気儘に歩く猫を捕まえたところ、意外なことに逃げようとはせず、少女の胸にぽすりと落ち着いた。その様子を少年に見せびらかそうと思って元いた場所に戻ってきてみたら、彼の姿は見えなくなっていた。自分のことを探す為にどこへか行ってしまったのだろうか。

「どォしよ……。」

こういうときに無闇矢鱈と歩き回ってはいけない。お互いが歩き回っては会えるものも会えなくなるというものだ。相手が通りそうな場所の目星をつけて、そこで待ち続ける方が余程会える確率が高い。彼は性格上、自分を探して回ってくれるだろうし、尚更自分は動かない方がいい―幼い子供ながら賢い彼女はそう結論づけた。
開放的な空間というならともかく、学生寮の出入口などそもそも数が限られている。彼女は自分たちが入ってきた入口の近くに頃合いのベンチを見付けて、そこで待つことにした。

「こんなところで子供一人でどうした?」

少年を待っている間、見知らぬ男性に声を掛けられた。
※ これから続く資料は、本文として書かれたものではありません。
//! Session-scoped key holder.
//!
//! `KeyManager` owns the only copy of the session key. Every encrypt and
//! decrypt in the engine goes through it, so nothing can touch durable
//! storage until `initialize` has run.

use crate::cipher;
use crate::error::{CryptoError, CryptoResult};
use crate::key::{derive_session_key, KdfParams, SessionKey, DEFAULT_APP_SALT};
use serde::de::DeserializeOwned;
use serde::Serialize;
use std::sync::RwLock;
use tracing::{debug, info};

/// Holds the per-session AEAD key in memory.
pub struct KeyManager {
    salt: Vec<u8>,
    params: KdfParams,
    key: RwLock<Option<SessionKey>>,
}

impl KeyManager {
    pub fn new() -> Self {
        Self::with_salt(DEFAULT_APP_SALT.to_vec(), KdfParams::default())
    }

    /// Creates a manager with an explicit application salt and cost profile.
    pub fn with_salt(salt: Vec<u8>, params: KdfParams) -> Self {
        Self {
            salt,
            params,
            key: RwLock::new(None),
        }
    }

    /// Derives and installs the session key.
    ///
    /// Fails with `KeyAlreadyInitialized` if a key is installed; call
    /// [`clear`](Self::clear) first to start a new session.
    pub fn initialize(&self, user_id: &str, session_token: &str) -> CryptoResult<()> {
        if self.is_initialized() {
            return Err(CryptoError::KeyAlreadyInitialized);
        }

        let key = derive_session_key(user_id, session_token, &self.salt, &self.params)?;

        let mut guard = self.key.write().map_err(|_| CryptoError::KeyNotInitialized)?;
        if guard.is_some() {
            return Err(CryptoError::KeyAlreadyInitialized);
        }
        *guard = Some(key);
        info!("session key derived for user {user_id}");
        Ok(())
    }

    /// Drops (and zeroizes) the session key.
    pub fn clear(&self) {
        if let Ok(mut guard) = self.key.write() {
            if guard.take().is_some() {
                debug!("session key cleared");
            }
        }
    }

    pub fn is_initialized(&self) -> bool {
        self.key.read().map(|k| k.is_some()).unwrap_or(false)
    }

    /// Serializes and encrypts `value` into base64 text.
    pub fn encrypt<T: Serialize + ?Sized>(&self, value: &T) -> CryptoResult<String> {
        let guard = self.key.read().map_err(|_| CryptoError::KeyNotInitialized)?;
        let key = guard.as_ref().ok_or(CryptoError::KeyNotInitialized)?;
        cipher::seal(key, value)
    }

    /// Decrypts base64 text produced by [`encrypt`](Self::encrypt).
    pub fn decrypt<T: DeserializeOwned>(&self, text: &str) -> CryptoResult<T> {
        let guard = self.key.read().map_err(|_| CryptoError::KeyNotInitialized)?;
        let key = guard.as_ref().ok_or(CryptoError::KeyNotInitialized)?;
        cipher::open(key, text)
    }
}

impl Default for KeyManager {
    fn default() -> Self {
        Self::new()
    }
}

impl std::fmt::Debug for KeyManager {
    fn fmt(&self, f: &mut std::fmt::Formatter<'_>) -> std::fmt::Result {
        f.debug_struct("KeyManager")
            .field("params", &self.params)
            .field("initialized", &self.is_initialized())
            .finish()
    }
}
日本人離れした大男で、こういう言い方はよくないのかもしれないが、それこそゴリラだとか類人猿だとか、一般的な現代人とは一種別の生き物であるような印象がある。その割には口調は淡々としていて、いっそ陰気にすら聞こえた。

「ひとをまってるンだ。」

「一人じゃ危ないだろう。この辺りに住むのは高校生ばかりだ、スキルアウトとは行かないまでも質の悪い奴もいる。」

「おれ、ちゃンとつよいもン。」

「それはよく知っている。」

男はコピー機が淡々と印刷物を吐き出すように、天気のいい昼間には似つかわしくないぼそぼそとした答える。野生の獣のように大きな体をしているのに、不思議と本当に目の前にいるのか分からなくなるような瞬間があって、少女は目を瞬いた。